МИЛЛСТОУН. Думаю, это ваш будущий муж.
ШЕЙЛА. Ничего себе мальчик, вполне в моем вкусе.
ШЕРВУД (с мексиканским акцентом). Я был мальчиком, сучка, когда твоя мать мочилась в штаны.
ШЕЙЛА. Что это с ним, док?
МИЛЛСТОУН. Минутку. Сейчас мы и его обработаем. Зря я, что ли, три дня готовился? Шервуд, поймите, она любит не вас. Она всегда любила другого. Все они всегда любят других, а нас – никогда. Мы всегда не те, поймите это наконец.
ШЕРВУД (после паузы). Спасибо, доктор. А ведь я догадывался.
МИЛЛСТОУН. Конечно, ведь вы всегда это знали. Это и есть самое сокровенное знание, которое есть у вас в душе.
ШЕЙЛА. Что вы несете, док? С какой стати?
МИЛЛСТОУН. Молчите, Шейла. Дайте ему прийти в себя. Ведь они все это знали – и араб, и мексиканец…
ШЕРВУД (приходя в себя). Шейла!
ШЕЙЛА. Слава богу, это ты! (падает в его объятия).
ШЕРВУД. Ваше императорское величество!
ШЕЙЛА. Мой взрыватель!
ШЕРВУД. Моя гурия, моя пери!
ШЕЙЛА. Моя рыба фугу!
ШЕРВУД. Председатель, мой председатель!
ШЕЙЛА (страстно). Ненавижу тебя, насильник, плагиатор, чертов Энгр, ненавижу!
ШЕРВУД. И я тебя! И я тебя!
Занавес, но и за занавесом продолжаются страстные крики подчинения и обладания на разных языках.
Сон о Гоморре
Ибо милость твоя – казнь, а казнь – милость…
В.Н.
1
Вся трудность при общеньи с Богом – в том, что у Бога много тел; он воплощается во многом – сегодня в белке захотел, а завтра в кошке, может статься, а завтра в бабочке ночной – подслушать ропот святотатца иль сговор шайки сволочной… Архангел, призванный к ответу, вгляделся в облачную взвесь: направо нету, слева нету – а между тем он явно здесь. Сердит без видимой причины, Господь раздвинул облака и вышел в облике мужчины годов примерно сорока.
Походкой строгою и скорой он прошагал по небесам:
– Скажи мне, что у нас с Гоморрой?
– Грешат в Гоморре…
– Знаю сам. Хочу ее подвергнуть мору. Я так и сяк над ней мудрил – а проку нет. Кончай Гоморру.

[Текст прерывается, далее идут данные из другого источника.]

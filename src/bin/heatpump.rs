//! heatpump-insight CLI - Command-line interface for the heat-pump analytics engine
//!
//! Commands:
//! - window: Show the aggregation window selected for a time range
//! - energy: Energy use and cost
//! - runtime: Compressor and auxiliary-heater runtime
//! - cycles: Hot-water heating cycles
//! - cop: Estimated coefficient of performance
//! - events: Recent state changes and alarms
//! - alarm: Current alarm status

use chrono::{DateTime, Utc};
use clap::{Parser, Subcommand, ValueEnum};
use serde::Serialize;
use std::fs::File;
use std::io::{self, BufReader};
use std::path::{Path, PathBuf};
use std::process::ExitCode;

use heatpump_insight::analyzer::FINE_WINDOW;
use heatpump_insight::cycles::detect_cycles;
use heatpump_insight::metrics::{HOT_WATER_METRICS, POWER_CONSUMPTION, SWITCH_VALVE_STATUS};
use heatpump_insight::window::WindowPolicy;
use heatpump_insight::{
    AnalyticsError, AnalyzerConfig, HeatPumpAnalyzer, MemorySource, SeriesBatch, SourceError,
    TelemetrySource, TimeRange, VERSION,
};

/// Heat-pump telemetry analytics
#[derive(Parser)]
#[command(name = "heatpump-insight")]
#[command(version = VERSION)]
#[command(about = "Derive energy, runtime, cycle, COP and event insight from heat-pump telemetry", long_about = None)]
struct Cli {
    /// Config file (JSON); missing file means defaults
    #[arg(long, global = true, default_value = "heatpump-insight.json")]
    config: PathBuf,

    /// Output format
    #[arg(long, global = true, default_value = "json-pretty")]
    format: OutputFormat,

    #[command(subcommand)]
    command: Commands,
}

#[derive(clap::Args)]
struct InputArgs {
    /// NDJSON telemetry file (use - for stdin)
    #[arg(short, long)]
    input: PathBuf,

    /// Reference time for relative ranges (defaults to the newest sample)
    #[arg(long)]
    now: Option<DateTime<Utc>>,
}

#[derive(Subcommand)]
enum Commands {
    /// Show the aggregation window selected for a time range
    Window {
        /// Time range, e.g. 24h or 7d
        range: String,

        /// Selection policy
        #[arg(long, default_value = "batch")]
        policy: PolicyArg,
    },

    /// Energy use and cost
    Energy {
        #[command(flatten)]
        input: InputArgs,

        #[arg(short, long, default_value = "24h")]
        range: String,

        /// Price per kWh (overrides config)
        #[arg(long)]
        price: Option<f64>,
    },

    /// Compressor and auxiliary-heater runtime
    Runtime {
        #[command(flatten)]
        input: InputArgs,

        #[arg(short, long, default_value = "24h")]
        range: String,
    },

    /// Hot-water heating cycles
    Cycles {
        #[command(flatten)]
        input: InputArgs,

        #[arg(short, long, default_value = "7d")]
        range: String,

        /// Include every detected cycle and the detection counters
        #[arg(long)]
        details: bool,
    },

    /// Estimated coefficient of performance
    Cop {
        #[command(flatten)]
        input: InputArgs,

        #[arg(short, long, default_value = "24h")]
        range: String,
    },

    /// Recent state changes and alarms (last 24 hours)
    Events {
        #[command(flatten)]
        input: InputArgs,

        /// Maximum number of events
        #[arg(short, long, default_value = "10")]
        limit: usize,
    },

    /// Current alarm status
    Alarm {
        #[command(flatten)]
        input: InputArgs,
    },
}

#[derive(Clone, ValueEnum)]
enum OutputFormat {
    /// Compact JSON
    Json,
    /// Pretty-printed JSON
    JsonPretty,
}

#[derive(Clone, Copy, ValueEnum)]
enum PolicyArg {
    /// Summary statistics
    Batch,
    /// COP charting
    Cop,
}

fn main() -> ExitCode {
    let cli = Cli::parse();

    tracing_subscriber::fmt()
        .with_env_filter(
            tracing_subscriber::EnvFilter::try_from_default_env()
                .unwrap_or_else(|_| tracing_subscriber::EnvFilter::new("info")),
        )
        .with_writer(io::stderr)
        .init();

    match run(cli) {
        Ok(()) => ExitCode::SUCCESS,
        Err(e) => {
            eprintln!("{}", serde_json::to_string(&CliError::from(e)).unwrap_or_else(|_| "Unknown error".to_string()));
            ExitCode::FAILURE
        }
    }
}

fn run(cli: Cli) -> Result<(), HeatpumpCliError> {
    let config = AnalyzerConfig::load(&cli.config)?.with_env_overrides()?;

    match cli.command {
        Commands::Window { range, policy } => cmd_window(&range, policy, &cli.format),
        Commands::Energy { input, range, price } => cmd_energy(&config, &input, &range, price, &cli.format),
        Commands::Runtime { input, range } => cmd_runtime(&config, &input, &range, &cli.format),
        Commands::Cycles {
            input,
            range,
            details,
        } => cmd_cycles(&config, &input, &range, details, &cli.format),
        Commands::Cop { input, range } => cmd_cop(&config, &input, &range, &cli.format),
        Commands::Events { input, limit } => cmd_events(&config, &input, limit, &cli.format),
        Commands::Alarm { input } => cmd_alarm(&config, &input, &cli.format),
    }
}

fn cmd_window(range: &str, policy: PolicyArg, format: &OutputFormat) -> Result<(), HeatpumpCliError> {
    let range: TimeRange = range.parse()?;
    let (name, policy) = match policy {
        PolicyArg::Batch => ("batch", WindowPolicy::Batch),
        PolicyArg::Cop => ("cop", WindowPolicy::Cop),
    };

    let report = WindowReport {
        range: range.to_string(),
        policy: name,
        window: policy.select(range).to_string(),
    };
    print_json(&report, format)
}

fn cmd_energy(
    config: &AnalyzerConfig,
    input: &InputArgs,
    range: &str,
    price: Option<f64>,
    format: &OutputFormat,
) -> Result<(), HeatpumpCliError> {
    let range: TimeRange = range.parse()?;
    let mut config = config.clone();
    if let Some(price) = price {
        config.price_per_kwh = price;
        config.validate()?;
    }

    let analyzer = open_analyzer(&config, input)?;
    let outcome = analyzer.energy_costs(range)?;
    print_json(&outcome.map(|v| v.rounded()), format)
}

fn cmd_runtime(
    config: &AnalyzerConfig,
    input: &InputArgs,
    range: &str,
    format: &OutputFormat,
) -> Result<(), HeatpumpCliError> {
    let range: TimeRange = range.parse()?;
    let analyzer = open_analyzer(config, input)?;
    let outcome = analyzer.runtime_stats(range)?;
    print_json(&outcome.map(|v| v.rounded()), format)
}

fn cmd_cycles(
    config: &AnalyzerConfig,
    input: &InputArgs,
    range: &str,
    details: bool,
    format: &OutputFormat,
) -> Result<(), HeatpumpCliError> {
    let range: TimeRange = range.parse()?;
    let analyzer = open_analyzer(config, input)?;

    if !details {
        let outcome = analyzer.hot_water_cycles(range)?;
        return print_json(&outcome.map(|v| v.rounded()), format);
    }

    let batch = SeriesBatch::new(
        analyzer
            .source()
            .query(&HOT_WATER_METRICS, range, Some(FINE_WINDOW))?,
    );
    let summary = analyzer.hot_water_cycles_from_batch(&batch);
    let detection = detect_cycles(
        &batch.series_or_empty(SWITCH_VALVE_STATUS),
        &batch.series_or_empty(POWER_CONSUMPTION),
    );

    print_json(
        &serde_json::json!({
            "summary": summary.map(|v| v.rounded()),
            "detection": detection,
        }),
        format,
    )
}

fn cmd_cop(
    config: &AnalyzerConfig,
    input: &InputArgs,
    range: &str,
    format: &OutputFormat,
) -> Result<(), HeatpumpCliError> {
    let range: TimeRange = range.parse()?;
    let analyzer = open_analyzer(config, input)?;
    let outcome = analyzer.cop(range)?;

    let report = CopReport {
        mean_cop: outcome.value.mean_cop(),
        status: outcome.status,
        points: outcome.value.points,
    };
    print_json(&report, format)
}

fn cmd_events(
    config: &AnalyzerConfig,
    input: &InputArgs,
    limit: usize,
    format: &OutputFormat,
) -> Result<(), HeatpumpCliError> {
    let analyzer = open_analyzer(config, input)?;
    let events = analyzer.event_log(limit)?;
    print_json(&events, format)
}

fn cmd_alarm(
    config: &AnalyzerConfig,
    input: &InputArgs,
    format: &OutputFormat,
) -> Result<(), HeatpumpCliError> {
    let analyzer = open_analyzer(config, input)?;
    let status = analyzer.alarm_status()?;
    print_json(&status, format)
}

// Helper functions

fn open_analyzer(
    config: &AnalyzerConfig,
    input: &InputArgs,
) -> Result<HeatPumpAnalyzer<MemorySource>, HeatpumpCliError> {
    let mut source = load_source(&input.input, config)?;
    if let Some(now) = input.now {
        source = source.with_now(now);
    }
    Ok(HeatPumpAnalyzer::from_config(source, config))
}

fn load_source(input: &Path, config: &AnalyzerConfig) -> Result<MemorySource, HeatpumpCliError> {
    let source = if input.to_string_lossy() == "-" {
        MemorySource::from_ndjson(io::stdin().lock(), &config.scaling)?
    } else {
        let file = File::open(input)?;
        MemorySource::from_ndjson(BufReader::new(file), &config.scaling)?
    };
    Ok(source)
}

fn print_json<T: Serialize>(value: &T, format: &OutputFormat) -> Result<(), HeatpumpCliError> {
    let output = match format {
        OutputFormat::Json => serde_json::to_string(value)?,
        OutputFormat::JsonPretty => serde_json::to_string_pretty(value)?,
    };
    println!("{}", output);
    Ok(())
}

// Error types

#[derive(Debug)]
enum HeatpumpCliError {
    Io(io::Error),
    Json(serde_json::Error),
    Analytics(AnalyticsError),
}

impl From<io::Error> for HeatpumpCliError {
    fn from(e: io::Error) -> Self {
        HeatpumpCliError::Io(e)
    }
}

impl From<serde_json::Error> for HeatpumpCliError {
    fn from(e: serde_json::Error) -> Self {
        HeatpumpCliError::Json(e)
    }
}

impl From<AnalyticsError> for HeatpumpCliError {
    fn from(e: AnalyticsError) -> Self {
        HeatpumpCliError::Analytics(e)
    }
}

impl From<SourceError> for HeatpumpCliError {
    fn from(e: SourceError) -> Self {
        HeatpumpCliError::Analytics(AnalyticsError::from(e))
    }
}

#[derive(Serialize)]
struct CliError {
    code: String,
    message: String,
    hint: Option<String>,
}

impl From<HeatpumpCliError> for CliError {
    fn from(e: HeatpumpCliError) -> Self {
        match e {
            HeatpumpCliError::Io(e) => CliError {
                code: "IO_ERROR".to_string(),
                message: e.to_string(),
                hint: Some("Check file paths and permissions".to_string()),
            },
            HeatpumpCliError::Json(e) => CliError {
                code: "JSON_ERROR".to_string(),
                message: e.to_string(),
                hint: None,
            },
            HeatpumpCliError::Analytics(e) => {
                let (code, hint) = match &e {
                    AnalyticsError::InvalidRangeFormat(_) => {
                        ("INVALID_RANGE", "Use a whole number of hours or days, e.g. 24h or 7d")
                    }
                    AnalyticsError::UpstreamQueryFailure(SourceError::Malformed { .. }) => {
                        ("MALFORMED_INPUT", "Each line must be a JSON sample with name, time and value")
                    }
                    AnalyticsError::UpstreamQueryFailure(_) => {
                        ("UPSTREAM_ERROR", "Check that the telemetry input is readable")
                    }
                    AnalyticsError::JsonError(_) | AnalyticsError::ConfigError(_) => {
                        ("CONFIG_ERROR", "Check the config file and HEATPUMP_* environment variables")
                    }
                    AnalyticsError::UnsupportedBrand(_) => {
                        ("UNSUPPORTED_BRAND", "Supported brands: thermia, ivt")
                    }
                };
                CliError {
                    code: code.to_string(),
                    message: e.to_string(),
                    hint: Some(hint.to_string()),
                }
            }
        }
    }
}

// Report types

#[derive(Serialize)]
struct WindowReport {
    range: String,
    policy: &'static str,
    window: String,
}

#[derive(Serialize)]
struct CopReport {
    status: heatpump_insight::DataStatus,
    mean_cop: Option<f64>,
    points: Vec<heatpump_insight::types::CopPoint>,
}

– Не надо, – молвил Гавриил.
– Не надо? То есть как – не надо? Добро бы мирное жулье, но там ведь главная отрада – пытать терпение мое. Грешат сознательно, упорно, демонстративно, на виду…
– Тогда тем более позорно идти у них на поводу, – архангел вымолвил, робея. – Яви им милость, а не суд… А если чистых двух тебе я найду – они ее спасут?
Он замер. Сказанное слово повисло в звонкой тишине.
– Спасут, – сказал Господь сурово. – Отыщешь праведника мне? Мое терпенье на пределе. Я их бы нынче раскроил, но дам отсрочку в три недели.
– Ура! – воскликнул Гавриил.
2
В Гоморре гибели алкали сильней, чем прибыли. Не зря она стояла на вулкане. Его гигантская ноздря давно чихала и сопела. Дымы над городом неслись. Внутри шкворчала и кипела густая, яростная слизь. В Гоморре были все знакомы с глухой предгибельной тоской. Тут извращали все законы – природный, Божий и людской. Невинный вечно был наказан, виновный – вечно горд и рад, и был по улицам размазан неистощимый липкий смрад. Последний праведник Гоморры, убогим прозванный давно, уставив горестные взоры в давно не мытое окно, вдыхал зловонную заразу, внимал вулканные шумы (забыв, что должен по заказу пошить разбойнику штаны) – и думал: «Боже милосердный, всего живущего творец! Когда-то я, твой раб усердный, узрю свободу наконец?!»
Меж тем к нему с благою вестью спешит архангел Гавриил, трубя на страх всему предместью: «Я говорил, я говорил!» Он перешагивает через канавы, лужи нечистот, – дома отслеживают, щерясь, как он из всех находит тот, ту захудалую лачугу, где все ж душа живая есть: он должен там толкнуть речугу и изложить благую весть. А между тем все ниже тучи, все неотступней Божий взгляд, все бормотливей, все кипучей в жерле вулкана дымный ад… Бурлит зловонная клоака, все ближе тайная черта – никто из жителей, однако, не замечает ни черта: чернеет чернь, воруют воры, трактирщик поит, как поил…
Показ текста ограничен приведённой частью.